The neat thing about words is that they mean things. That meaning does change with time and context, but not very fast. Therefore, some sentences are more true than others, and some are just nonsense.
For example, calling antifa a “terrorist organization” is false at best, nonsensical at worst, regardless of who said it or how many official-looking proclamations they put out.
Relatedly, when two people accuse each other, it’s often the case that one is correct and the other is just making stuff up (not always, but often). Figuring out which is which might require you to use your brain.
some sentences are more true than others, and some are just nonsense.
Kinda like when George Orwell said in 1944 that “It will be seen that, as used, the word ‘Fascism’ is almost entirely meaningless.” concluding with “All one can do for the moment is to use the word with a certain amount of circumspection and not, as is usually done, degrade it to the level of a swearword.” The same can be said of all the other slander being leveled in the genesis of this discussion.
Figuring out which is which might require you to use your brain.
Such as recognizing that no amount of prevarication will negate the force of the law when it notices you continue to unrepentantly claim allegiance with what the government considers a designated domestic terrorist organization. But by all means if you doubt that, I’m sure all the FLOSS communities concerned can feel free to regale them with the same sophistry when the time comes and see how well it turns out. Good luck with that.
That wasn’t really the slam dunk you thought it was when you first posted it. It’s a piece of Orwell’s journalistic marginalia, 800 words written to meet a newsletter deadline that basically makes one point only about people calling each other fascists without defining it. It’s only gained popularity as an argument from authority from people who don’t like it when the term is used.
Since 1944 we have had plenty of robust definitions of fascism, including from the people that proudly called themselves fascists. Here is wikipedia (you can refer to Britannia too if you don’t respect wikipedia as a source):
By these terms I wouldn’t call DHH a fascist, but I would say that Tommy Robinson, the person he was defending, is definitely a fascist and so are his followers.
I wouldn’t call DHH a Nazi either, because that is also a very specific thing, but I would call his arguments about the ethnic demographics of London racist on account of the statistic he cites for Native Brits correlating with White British in the census and his allusions to how things can be deduced from walking down the street and looking.
Hope that clears things up and brings it all neatly back on topic. You also seem more preoccupied with how bad left wing people within the open source community. Maybe start your own “Framework supporting far-left communists?” thread instead, eh?

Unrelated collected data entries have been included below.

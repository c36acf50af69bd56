use rand::Rng;
use rand::prelude::SliceRandom;

/// `l..h` in uniformly random order
pub fn random_perm<R: Rng>(l: usize, h:usize, rng: &mut R) -> Vec<usize> {
    let mut perm : Vec<usize> = (l..h).collect();
    perm.shuffle(rng);
    return perm;
}

/// first `n` characters of the file stem of `path`
pub fn short_stem(path: &std::path::Path, n: usize) -> String {
    let stem = path.file_stem().map(|s| s.to_string_lossy().into_owned()).unwrap_or_default();
    return stem.chars().take(n).collect();
}

#[test]
fn test_random_perm() {
    let mut rng = rand::thread_rng();
    let mut p = random_perm(3, 9, &mut rng);
    assert_eq!(p.len(), 6);
    p.sort();
    assert_eq!(p, vec![3, 4, 5, 6, 7, 8]);
    assert!(random_perm(4, 4, &mut rng).is_empty());
}

#[test]
fn test_short_stem() {
    use std::path::Path;
    assert_eq!(short_stem(Path::new("inputs/brock200_2.clq"), 3), "bro");
    assert_eq!(short_stem(Path::new("k4"), 3), "k4");
    assert_eq!(short_stem(Path::new(""), 3), "");
}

It’s absurdly silly to take the US governments determination (since 2025 when it has been run by far right ideologues that just happen to agree with you) about whatever new group they define as a terrorist group; especially considering literally the rest of the world doesn’t agree with them. But I think you’re derailing the forum topic for fun. All conservatives in this thread are really mad that some people are unhappy with some of the decisions framework have made → so the right wing users are going around calling everyone far left (then are upset) for simplying disagreeing.
If you want Framework to support a different set of projects, why not bump their threads with a suggestion that Framework support them? Better still, give them a go on your own computer, them bump the thread to say how cool they are and deserving of Framework attention.

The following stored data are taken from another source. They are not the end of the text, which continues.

//! Flying saucers
//!
//! A UFO crosses the screen horizontally, occasionally drifting diagonally for
//! a while, and takes an aimed shot at the player every couple of seconds.

use super::{Body, FrameContext, Spawn};
use crate::assets::{self, sounds};
use arcade_engine::foundation::math::{Point2, Rect, Vec2};
use arcade_engine::physics::RadiusCollider;
use arcade_engine::render::{Color, DrawContext};
use rand::Rng;
use std::ops::Range;

const BIG_SIZE: f32 = 64.0;
const SPEED: f32 = 150.0;
const BOUNDS_IMMERSION: f32 = 0.5;
const EDGE_MARGIN: f32 = 20.0;
const SHOOT_INTERVAL: f32 = 2.0;
const DIAGONAL_DURATION: Range<f32> = 1.0..3.0;
const DIAGONAL_DELAY: Range<f32> = 1.0..5.0;

/// A UFO
#[derive(Debug, Clone)]
pub struct Ufo {
    body: Body,
    small: bool,
    direction: Vec2,
    aim: Vec2,
    shoot_timer: f32,
    diagonal_timer: f32,
    diagonal_duration: f32,
    straight_timer: f32,
    diagonal_delay: f32,
}

impl Ufo {
    /// UFO entering from the left or right edge at a random height
    pub fn new<R: Rng + ?Sized>(from_left: bool, small: bool, screen: Vec2, rng: &mut R) -> Self {
        let size = if small { BIG_SIZE * 0.5 } else { BIG_SIZE };
        let visual = if small { assets::SMALL_UFO } else { assets::BIG_UFO };

        let x = if from_left {
            -size * BOUNDS_IMMERSION
        } else {
            screen.x - (size - size * BOUNDS_IMMERSION)
        };
        let top = EDGE_MARGIN;
        let bottom = (screen.y - size - EDGE_MARGIN).max(top + 1.0);
        let y = rng.gen_range(top..bottom);

        let direction = if from_left { Vec2::x() } else { -Vec2::x() };
        let mut ufo = Self {
            body: Body {
                bounds: Rect::new(Point2::new(x, y), Vec2::new(size, size)),
                visual: Some(visual),
            },
            small,
            direction,
            aim: direction,
            shoot_timer: 0.0,
            diagonal_timer: 0.0,
            diagonal_duration: 0.0,
            straight_timer: 0.0,
            diagonal_delay: 0.0,
        };
        ufo.reset_diagonal(rng);
        ufo
    }

    /// Whether this is the small variant
    pub fn is_small(&self) -> bool {
        self.small
    }

    /// Current movement direction (not normalized while drifting)
    pub fn direction(&self) -> Vec2 {
        self.direction
    }

    /// Move the UFO so its center lands on `center`
    pub fn set_center(&mut self, center: Point2) {
        self.body.bounds.set_center(center);
    }

    pub(crate) fn body(&self) -> &Body {
        &self.body
    }

    fn reset_diagonal<R: Rng + ?Sized>(&mut self, rng: &mut R) {
        self.diagonal_delay = rng.gen_range(DIAGONAL_DELAY);
        self.diagonal_duration = rng.gen_range(DIAGONAL_DURATION);
        self.diagonal_timer = 0.0;
    }

    fn steer<R: Rng + ?Sized>(&mut self, dt: f32, rng: &mut R) {
        if self.direction.y == 0.0 {
            if self.straight_timer > self.diagonal_delay {
                self.direction.y = if rng.gen_bool(0.5) { -1.0 } else { 1.0 };
                self.straight_timer = 0.0;
            } else {
                self.straight_timer += dt;
            }
            return;
        }

        if self.diagonal_timer > self.diagonal_duration {
            self.direction.y = 0.0;
            self.reset_diagonal(rng);
        } else {
            self.diagonal_timer += dt;
        }
    }

    fn shoot(&mut self, ctx: &mut FrameContext<'_>) {
        let Some(target) = ctx.player_origin else {
            return;
        };
        let origin = self.collision_origin();
        let Some(aim) = (target - origin).try_normalize(f32::EPSILON) else {
            return;
        };
        self.aim = aim;
        ctx.spawns.push(Spawn::Bullet {
            origin,
            direction: aim,
            from_player: false,
        });
        ctx.sounds.play(sounds::UFO_FIRE);
    }

    pub(crate) fn update(&mut self, ctx: &mut FrameContext<'_>) {
        self.steer(ctx.dt, &mut *ctx.rng);

        let step = self.direction.try_normalize(f32::EPSILON).unwrap_or_else(Vec2::zeros);
        self.body.bounds.offset(step * SPEED * ctx.dt);
        self.body.bounds.wrap_within(ctx.screen, BOUNDS_IMMERSION);

        if self.shoot_timer > SHOOT_INTERVAL {
            self.shoot(ctx);
            self.shoot_timer = 0.0;
        }
        self.shoot_timer += ctx.dt;
    }

    pub(crate) fn draw(&self, frame: &mut dyn DrawContext, debug: bool) {
        if let Some(visual) = self.body.visual {
            frame.sprite(visual, self.body.bounds, 0.0);
        }

        if debug {
            let center = self.collision_origin();
            let radius = self.collision_radius();
            frame.line(center, center + self.aim * radius, Color::RED);
            frame.circle(center, radius, 16, Color::RED, 1.0);
        }
    }
}

impl RadiusCollider for Ufo {
    fn collision_radius(&self) -> f32 {
        self.body.bounds.size.x * 0.5
    }

    fn collision_origin(&self) -> Point2 {
        self.body.bounds.center()
    }
}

Some non-Linux. non Windows OS related threads that could do with some love:
Haiku: An OS for Framework? My beloved BeOS, reborn.
Genode (really neat advanced OS) There is a project called Haiku-on-Genode, the author of which is very anti-fash (check his “licence” on project homepage)

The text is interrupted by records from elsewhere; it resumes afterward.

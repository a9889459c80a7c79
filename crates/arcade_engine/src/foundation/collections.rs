//! Specialized collection types
//!
//! Generational slot maps back entity storage: a key stays unique for the
//! lifetime of the map, so a stale key never resolves to a newer value.

pub use slotmap::{DefaultKey, SecondaryMap, SlotMap};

Plan9 / 9Front on Framework. If you want an OS with an explicitly radical left vibe, check out their home page. Bell Labs UNIX successor.
I feel we will have better results if we stop complaining about the last batch of projects Framework are supporting and start advocating for some support towards lefty operating systems.
This was quite refreshing to read, personally. It’s a leveled take, especially after a lot of the thread had been saying “Framework is aligning with people that want me dead”.
If you don’t like DHH and won’t support Framework anymore, that’s good, stick to your principles. We just don’t need hyperbole to amplify principles.
I totally get where you’re coming from, but I’m not actually sure that’s hyperbole. DHH doesn’t say he wants my friends dead or deported, true. But most people who do want that sound just like DHH - they’re usually not stupid enough to publicly advocate for murder, so instead they indicate their allegiance by e.g. praising Tommy Robinson, a well-known violent racist.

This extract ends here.